Conocer Seúl no es como visitar una capital cualquiera. No hay grandes avenidas diseñadas para impresionar ni monumentos que fascinen. Y, sin embargo, hay una energía que no se percibe a primera vista pero que envuelve desde el primer paseo entre sus callejones de hanok, cafeterías escondidas y mercados vibrantes. Seúl es una ciudad de contrastes. Por eso, quien llega sin expectativas se maravilla con todo lo que puede descubrir.
Una ciudad con doble cara: tradición y vértigo digital
Seúl se levanta sobre una gran dualidad: mientras los templos de Jogyesa o Bongeunsa aún huelen a incienso y madera antigua, al otro lado del río Han, los rascacielos de Gangnam lanzan pantallas led que reescriben la noche. El tiempo histórico aquí no ha sido borrado por los neones. Ha sido absorbido. Quien pasea por el barrio de Bukchon puede deslizarse entre casas tradicionales sin que el silencio chirríe. Todo parece seguir un guion minucioso, y sin embargo, improvisado. Incluso las cafeterías más modernas replican formas del pasado en tazas de cerámica o bandejas de bambú. El resultado: una tensión sutil que atrapa a los visitantes.
Mercados, calles y comida: la vida de la ciudad
Las verdaderas coordenadas de Seúl no están en Google Maps. Están en el vapor que escapa de un puesto de tteokbokki en Gwangjang Market, en el grito de un vendedor en Namdaemun, en el olor a aceite y azúcar de los hotteok que se fríen en las esquinas de Myeongdong. Aquí, la gastronomía callejera es identidad. Comer en Seúl es practicar un ritual sin ceremonia. Nadie te explicará que el kimchi no se mezcla con todo, ni que el soju se sirve con ambas manos. Te lo hará notar el gesto leve de quien está a tu lado. Y lo agradecerás. Porque más allá de sus platos icónicos, bibimbap, samgyeopsal, jajangmyeon, lo que realmente se saborea es ese equilibrio entre lo espontáneo y lo codificado. Y sí, hay restaurantes con estrella Michelin escondidos en sótanos sin letrero. Pero el verdadero lujo es sentarse en una mesa de plástico, con brasas al centro, y ver cómo un desconocido te ayuda a cocinar tu carne sin que tú se lo pidas.
Parques urbanos y templos: paisaje de contrastes
Lo que desconcierta en Seúl es su capacidad para sentir calma en medio del caos. El palacio Gyeongbokgung, con sus tejados que recortan el cielo, parece una anomalía entre avenidas. El parque Namsan, coronado por la torre homónima, funciona como mirador, refugio y ritual de escalada para parejas. Y más allá, el río Cheonggyecheon recorre varios kilómetros entre cemento y vegetación, como si la ciudad quisiera recordar lo que estaba antes de ella.
Muchos visitantes que planean un viaje a Corea se centran en los íconos más visibles.
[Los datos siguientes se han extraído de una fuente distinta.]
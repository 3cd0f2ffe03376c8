use std::fmt;

use serde::{Deserialize, Serialize};

/// A confirmed, server-authoritative chat message.
///
/// Everything except the read state is immutable once the backend has assigned
/// `id` and `created_at`.
#[derive(uniffi::Record, Clone, Debug, PartialEq, Eq, Serialize, Deserialize)]
pub struct Message {
    pub id: String,
    /// Unix milliseconds, assigned by the backend at insert time.
    pub created_at: i64,
    pub sender_id: String,
    pub receiver_id: String,
    pub body: String,
    pub appointment_ref: Option<String>,
    /// Idempotency key echoed back by backends that support it.
    #[serde(default)]
    pub client_ref: Option<String>,
    #[serde(default)]
    pub is_read: bool,
    #[serde(default)]
    pub read_at: Option<i64>,
}

impl Message {
    pub fn conversation_key(&self) -> ConversationKey {
        ConversationKey::new(&self.sender_id, &self.receiver_id)
    }

    pub fn is_unread_for(&self, self_id: &str) -> bool {
        self.receiver_id == self_id && self.sender_id != self_id && !self.is_read
    }
}

/// Unordered participant pair identifying a 1:1 thread.
#[derive(Clone, Debug, PartialEq, Eq, Hash, PartialOrd, Ord)]
pub struct ConversationKey {
    low: String,
    high: String,
}

impl ConversationKey {
    pub fn new(a: &str, b: &str) -> Self {
        if a <= b {
            Self {
                low: a.to_string(),
                high: b.to_string(),
            }
        } else {
            Self {
                low: b.to_string(),
                high: a.to_string(),
            }
        }
    }

    pub fn contains(&self, participant: &str) -> bool {
        self.low == participant || self.high == participant
    }
}

impl fmt::Display for ConversationKey {
    fn fmt(&self, f: &mut fmt::Formatter<'_>) -> fmt::Result {
        write!(f, "{}:{}", self.low, self.high)
    }
}

#[derive(uniffi::Record, Clone, Debug, Serialize)]
pub struct AppState {
    pub rev: u64,
    pub self_id: String,
    pub conversation: Option<ConversationViewState>,
    pub unread: UnreadState,
    pub toast: Option<String>,
}

impl AppState {
    pub fn empty(self_id: &str) -> Self {
        Self {
            rev: 0,
            self_id: self_id.to_string(),
            conversation: None,
            unread: UnreadState::empty(),
            toast: None,
        }
    }
}

#[derive(uniffi::Record, Clone, Debug, Serialize)]
pub struct ConversationViewState {
    pub peer_id: String,
    pub conversation_key: String,
    /// Ascending by time. Inverted-scroll layouts reverse this on the platform side.
    pub entries: Vec<ConversationEntry>,
    pub can_load_older: bool,
    pub loading_older: bool,
    pub history_error: Option<String>,
    pub is_focused: bool,
}

impl ConversationViewState {
    pub fn messages(&self) -> impl Iterator<Item = &ChatMessage> {
        self.entries.iter().filter_map(|e| match e {
            ConversationEntry::Message { message } => Some(message),
            ConversationEntry::Header { .. } => None,
        })
    }
}

#[derive(uniffi::Enum, Clone, Debug, PartialEq, Eq, Serialize)]
#[serde(tag = "type", rename_all = "snake_case")]
pub enum ConversationEntry {
    Header { date: String },
    Message { message: ChatMessage },
}

#[derive(uniffi::Record, Clone, Debug, PartialEq, Eq, Serialize)]
pub struct ChatMessage {
    /// Server id for confirmed messages, temp id while optimistic.
    pub id: String,
    pub temp_id: Option<String>,
    pub sender_id: String,
    pub receiver_id: String,
    pub body: String,
    pub kind: MessageKind,
    pub created_at: i64,
    pub is_mine: bool,
    pub is_read: bool,
    pub delivery: MessageDeliveryState,
}

#[derive(uniffi::Enum, Clone, Debug, PartialEq, Eq, Serialize)]
#[serde(tag = "kind", rename_all = "snake_case")]
pub enum MessageKind {
    Text,
    Appointment { appointment_ref: String },
    CallInvite { call_id: String, is_video: bool },
}

#[derive(uniffi::Enum, Clone, Debug, PartialEq, Eq, Serialize)]
#[serde(tag = "state", rename_all = "snake_case")]
pub enum MessageDeliveryState {
    Sending,
    Sent,
    Failed { reason: String },
    /// Confirmed by the backend; no optimistic entry behind it.
    Delivered,
}

impl MessageDeliveryState {
    pub fn is_optimistic(&self) -> bool {
        !matches!(self, Self::Delivered)
    }
}

#[derive(uniffi::Record, Clone, Debug, PartialEq, Eq, Serialize)]
pub struct UnreadState {
    pub total: u32,
    pub per_peer: Vec<PeerUnread>,
}

impl UnreadState {
    pub fn empty() -> Self {
        Self {
            total: 0,
            per_peer: vec![],
        }
    }

    pub fn count_for(&self, peer_id: &str) -> u32 {
        self.per_peer
            .iter()
            .find(|p| p.peer_id == peer_id)
            .map(|p| p.count)
            .unwrap_or(0)
    }
}

#[derive(uniffi::Record, Clone, Debug, PartialEq, Eq, Serialize, Deserialize)]
pub struct PeerUnread {
    pub peer_id: String,
    pub count: u32,
}

pub fn now_millis() -> i64 {
    use std::time::{SystemTime, UNIX_EPOCH};
    SystemTime::now()
        .duration_since(UNIX_EPOCH)
        .unwrap_or_default()
        .as_millis() as i64
}
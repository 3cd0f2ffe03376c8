// Call invites travel as ordinary chat messages carrying a JSON envelope. Signaling itself
// (offer/answer/ICE) lives outside the messaging core; here we only recognise and build invites.

use serde::{Deserialize, Serialize};

use crate::state::now_millis;

const CALL_NS: &str = "kindred.call";
const CALL_PROTOCOL_VERSION: u8 = 1;
const CALL_INVITE_TYPE: &str = "call.invite";

#[derive(Debug, Clone, PartialEq, Eq)]
pub(crate) struct CallInvite {
    pub call_id: String,
    pub is_video: bool,
}

#[derive(Debug, Clone, Serialize, Deserialize)]
struct CallEnvelope {
    v: u8,
    ns: String,
    #[serde(rename = "type")]
    message_type: String,
    call_id: String,
    ts_ms: i64,
    #[serde(default)]
    video: bool,
}

pub(crate) fn parse_call_invite(body: &str) -> Option<CallInvite> {
    // Cheap reject before attempting JSON for ordinary text.
    if !body.trim_start().starts_with('{') {
        return None;
    }
    let env: CallEnvelope = serde_json::from_str(body).ok()?;
    if env.v != CALL_PROTOCOL_VERSION || env.ns != CALL_NS || env.message_type != CALL_INVITE_TYPE {
        return None;
    }
    if env.call_id.trim().is_empty() {
        return None;
    }
    Some(CallInvite {
        call_id: env.call_id,
        is_video: env.video,
    })
}

pub(crate) fn is_call_invite(body: &str) -> bool {
    parse_call_invite(body).is_some()
}

pub(crate) fn build_call_invite_json(call_id: &str, is_video: bool) -> Result<String, serde_json::Error> {
    serde_json::to_string(&CallEnvelope {
        v: CALL_PROTOCOL_VERSION,
        ns: CALL_NS.to_string(),
        message_type: CALL_INVITE_TYPE.to_string(),
        call_id: call_id.to_string(),
        ts_ms: now_millis(),
        video: is_video,
    })
}
/// Platform-native logging initialization.
///
/// - iOS: tracing-oslog → Apple unified logging (os_log) + file fallback
/// - Android: paranoid-android → logcat
/// - Desktop: tracing-subscriber::fmt → stderr, filtered by `RUST_LOG` (unit tests use the
///   captured test writer)
///
/// Called once from `FfiApp` construction. Later calls are no-ops.
///
/// On iOS the file fallback writes to `<data_dir>/kindred.log`.
pub fn init_logging(#[allow(unused)] data_dir: &str) {
    #[cfg(target_os = "ios")]
    {
        use tracing_subscriber::prelude::*;

        let os_log = tracing_oslog::OsLogger::new("care.kindred.app", "messaging");

        let log_path = std::path::Path::new(data_dir).join("kindred.log");
        let _ = std::fs::create_dir_all(data_dir);
        let env_filter = tracing_subscriber::EnvFilter::new("kindred_core=debug,info");

        let file_layer = if let Ok(file) = std::fs::OpenOptions::new()
            .create(true)
            .append(true)
            .open(&log_path)
        {
            Some(
                tracing_subscriber::fmt::layer()
                    .with_writer(std::sync::Mutex::new(file))
                    .with_ansi(false)
                    .with_target(true),
            )
        } else {
            None
        };

        let _ = tracing_subscriber::registry()
            .with(env_filter)
            .with(os_log)
            .with(file_layer)
            .try_init();
    }

    #[cfg(target_os = "android")]
    {
        use tracing_subscriber::prelude::*;

        let android_layer = paranoid_android::layer("kindred")
            .with_filter(tracing_subscriber::EnvFilter::new("kindred_core=debug,info"));

        let _ = tracing_subscriber::registry()
            .with(android_layer)
            .try_init();
    }

    #[cfg(not(any(target_os = "ios", target_os = "android")))]
    {
        let builder = tracing_subscriber::fmt().with_env_filter(
            tracing_subscriber::EnvFilter::try_from_default_env()
                .unwrap_or_else(|_| "kindred_core=debug,info".into()),
        );
        // Host apps and the CLI own stdout.
        #[cfg(not(test))]
        let _ = builder.with_writer(std::io::stderr).try_init();
        #[cfg(test)]
        let _ = builder.with_test_writer().try_init();
    }
}

#[cfg(test)]
mod tests {
    use super::*;

    #[test]
    fn repeated_init_is_a_no_op() {
        let dir = tempfile::tempdir().unwrap();
        let data_dir = dir.path().to_string_lossy().to_string();
        init_logging(&data_dir);
        init_logging(&data_dir);
        tracing::info!("still logging after a second init");
    }
}
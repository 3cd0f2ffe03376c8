pub(crate) mod call_invite;
mod config;
mod ledger;
mod projector;
mod read_tracker;
mod send;
mod session;
mod store;
mod unread;

use std::collections::{HashSet, VecDeque};
use std::sync::atomic::{AtomicBool, Ordering};
use std::sync::{Arc, RwLock};

use flume::Sender;

use crate::actions::AppAction;
use crate::backend::{current_backend, BackendError, SharedBackend};
use crate::state::{
    now_millis, AppState, ConversationKey, ConversationViewState, Message, PeerUnread,
};
use crate::updates::{AppUpdate, CoreMsg, InternalEvent, PageRequest};

use ledger::OptimisticLedger;
use read_tracker::ReadTracker;
use store::MessageStore;

// Push channels (and platform push) can redeliver the same row; keep a bounded id cache so
// unread counters are not bumped twice for conversations that are not open.
const SEEN_CAP: usize = 2048;

/// Everything scoped to the one open conversation. Dropped on close, so a later open of the
/// same pair starts with an empty ledger.
struct ConversationSession {
    id: u64,
    peer_id: String,
    key: ConversationKey,
    store: MessageStore,
    ledger: OptimisticLedger,
    focused: bool,
    loading_older: bool,
    history_error: Option<String>,
    subscribed: bool,
    polling: bool,
    // Flipped on teardown; background loops for this session exit on their next tick.
    alive: Arc<AtomicBool>,
}

pub struct AppCore {
    pub state: AppState,
    rev: u64,

    update_sender: Sender<AppUpdate>,
    core_sender: Sender<CoreMsg>,
    shared_state: Arc<RwLock<AppState>>,

    self_id: String,
    config: config::AppConfig,
    runtime: tokio::runtime::Runtime,
    backend: SharedBackend,

    session: Option<ConversationSession>,
    session_seq: u64,

    read_tracker: ReadTracker,
    unread_fetch_in_flight: bool,
    unread_poll_alive: Arc<AtomicBool>,

    seen: HashSet<String>,
    seen_order: VecDeque<String>,
}

impl AppCore {
    pub fn new(
        update_sender: Sender<AppUpdate>,
        core_sender: Sender<CoreMsg>,
        data_dir: String,
        self_id: String,
        shared_state: Arc<RwLock<AppState>>,
        backend: SharedBackend,
    ) -> Self {
        let config = config::load_app_config(&data_dir);
        let state = AppState::empty(&self_id);

        let runtime = tokio::runtime::Builder::new_multi_thread()
            .worker_threads(2)
            .enable_time()
            .build()
            .expect("tokio runtime");

        let mut this = Self {
            state,
            rev: 0,
            update_sender,
            core_sender,
            shared_state,
            self_id,
            config,
            runtime,
            backend,
            session: None,
            session_seq: 0,
            read_tracker: ReadTracker::new(),
            unread_fetch_in_flight: false,
            unread_poll_alive: Arc::new(AtomicBool::new(true)),
            seen: HashSet::new(),
            seen_order: VecDeque::new(),
        };

        // Ensure FfiApp.state() has an immediately-available snapshot.
        let snapshot = this.state.clone();
        this.commit_state_snapshot(&snapshot);

        this.start_unread_poll_loop();
        if current_backend(&this.backend).is_ok() {
            this.refresh_unread();
        }
        this
    }

    fn next_rev(&mut self) -> u64 {
        self.rev += 1;
        self.state.rev = self.rev;
        self.rev
    }

    fn commit_state_snapshot(&self, snapshot: &AppState) {
        match self.shared_state.write() {
            Ok(mut g) => *g = snapshot.clone(),
            Err(poison) => *poison.into_inner() = snapshot.clone(),
        }
    }

    fn emit_state(&mut self) {
        self.next_rev();
        let snapshot = self.state.clone();
        self.commit_state_snapshot(&snapshot);
        let _ = self.update_sender.send(AppUpdate::FullState(snapshot));
    }

    /// Re-project the open conversation and unread counters into `state`, then emit.
    fn sync_state(&mut self) {
        self.state.conversation = self.session.as_ref().map(|s| ConversationViewState {
            peer_id: s.peer_id.clone(),
            conversation_key: s.key.to_string(),
            entries: projector::project(
                s.store.messages(),
                s.ledger.entries(),
                &self.self_id,
                &chrono::Local,
            ),
            can_load_older: s.store.can_load_older(),
            loading_older: s.loading_older,
            history_error: s.history_error.clone(),
            is_focused: s.focused,
        });
        self.state.unread = self.read_tracker.snapshot();
        self.emit_state();
    }

    fn toast(&mut self, msg: impl Into<String>) {
        // Stays in state until the UI clears it, so a resync from state() still shows it.
        self.state.toast = Some(msg.into());
        self.sync_state();
    }

    fn send_internal(tx: &Sender<CoreMsg>, event: InternalEvent) -> bool {
        tx.send(CoreMsg::Internal(Box::new(event))).is_ok()
    }

    /// Returns false if `id` was already seen.
    fn remember_seen(&mut self, id: &str) -> bool {
        if !self.seen.insert(id.to_string()) {
            return false;
        }
        self.seen_order.push_back(id.to_string());
        if self.seen_order.len() > SEEN_CAP {
            if let Some(old) = self.seen_order.pop_front() {
                self.seen.remove(&old);
            }
        }
        true
    }

    fn is_current_session(&self, session_id: u64) -> bool {
        self.session.as_ref().map(|s| s.id) == Some(session_id)
    }

    pub fn handle_message(&mut self, msg: CoreMsg) {
        match msg {
            CoreMsg::Action(ref action) => {
                // Never log `?action` directly: it carries message bodies.
                tracing::info!(action = action.tag(), "dispatch");
                self.handle_action(action.clone());
            }
            CoreMsg::Internal(internal) => self.handle_internal(*internal),
            // The actor loop stops on this before it reaches the core.
            CoreMsg::Shutdown => {}
        }
    }

    fn handle_internal(&mut self, internal: InternalEvent) {
        match internal {
            InternalEvent::MessagePushed { message } => self.handle_pushed_message(message),
            InternalEvent::PageFetched {
                session_id,
                request,
                requested,
                result,
            } => self.handle_page_fetched(session_id, request, requested, result),
            InternalEvent::CreateMessageResult {
                session_id,
                temp_id,
                result,
            } => self.handle_create_result(session_id, &temp_id, result),
            InternalEvent::ReconcileGraceElapsed {
                session_id,
                temp_id,
            } => {
                if !self.is_current_session(session_id) {
                    return;
                }
                let evicted = self
                    .session
                    .as_mut()
                    .and_then(|s| s.ledger.remove(&temp_id));
                if evicted.is_some() {
                    tracing::debug!(temp_id = %temp_id, "optimistic entry evicted");
                    self.sync_state();
                }
            }
            InternalEvent::MarkReadResult { peer_id, result } => {
                self.handle_mark_read_result(&peer_id, result)
            }
            InternalEvent::UnreadCountsFetched {
                requested_at,
                result,
            } => self.handle_unread_counts(requested_at, result),
            InternalEvent::UnreadPollTick => self.refresh_unread(),
            InternalEvent::BackendChanged => {
                tracing::info!("backend installed");
                self.resubscribe_current();
                self.refresh_unread();
            }
        }
    }

    fn handle_action(&mut self, action: AppAction) {
        match action {
            // Conversation lifecycle
            AppAction::OpenConversation { peer_id } => self.open_conversation(&peer_id),
            AppAction::ConversationFocused { peer_id } => self.focus_conversation(&peer_id),
            AppAction::ConversationBlurred { peer_id } => {
                let Some(sess) = self.session.as_mut() else {
                    return;
                };
                if sess.peer_id != peer_id || !sess.focused {
                    return;
                }
                sess.focused = false;
                self.sync_state();
            }
            AppAction::CloseConversation { peer_id } => {
                // Unmount of A can arrive after mount of B; only tear down the matching session.
                if self.session.as_ref().map(|s| s.peer_id.as_str()) != Some(peer_id.as_str()) {
                    tracing::debug!(peer = %peer_id, "close for a conversation that is not open");
                    return;
                }
                self.close_conversation();
                self.sync_state();
            }
            AppAction::LoadOlderMessages => self.load_older_messages(),

            // Sending
            AppAction::SendMessage {
                body,
                appointment_ref,
            } => self.send_message(&body, appointment_ref),
            AppAction::SendCallInvite { call_id, is_video } => {
                self.send_call_invite(&call_id, is_video)
            }
            AppAction::RetryMessage { temp_id } => self.retry_message(&temp_id),
            AppAction::DismissMessage { temp_id } => self.dismiss_message(&temp_id),

            // Unread
            AppAction::RefreshUnread => self.refresh_unread(),

            // UI
            AppAction::ClearToast => {
                if self.state.toast.is_some() {
                    self.state.toast = None;
                    self.emit_state();
                }
            }

            // Lifecycle
            AppAction::Foregrounded => self.handle_foregrounded(),
        }
    }
}

impl Drop for AppCore {
    fn drop(&mut self) {
        self.unread_poll_alive.store(false, Ordering::SeqCst);
        self.close_conversation();
    }
}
Sin embargo, antes de comprar un billete, resulta útil detenerse en una guía completa para viajar en Corea del Sur. Ahí, entre itinerarios bien organizados y consejos culturales, uno puede entender cómo encaja Seúl dentro de un país que no se explica en un solo viaje, ni siquiera en una sola ciudad.
Más allá de los tópicos: cultura pop, cosmética y contradicción
No todo en Seúl huele a historia o a caldo fermentado. A veces huele a perfume caro y a luces de escenario. Igual que la cosmética coreana, que en Hongdae o Insadong se vende como quien ofrece promesas embotelladas. Pero detrás de esa piel cuidada, hay una juventud que convive con presiones que no caben en los folletos turísticos. Una juventud que estudia 12 horas al día, que vive con sus padres hasta pasados los treinta, y que compensa la rigidez del sistema con estallidos de estilo personal, arte callejero y micro-rebeldías. Esa contradicción, entre el deber y el deseo, entre lo público y lo íntimo, y en su forma de vida, es lo que convierte a Seúl en un destino muy especial.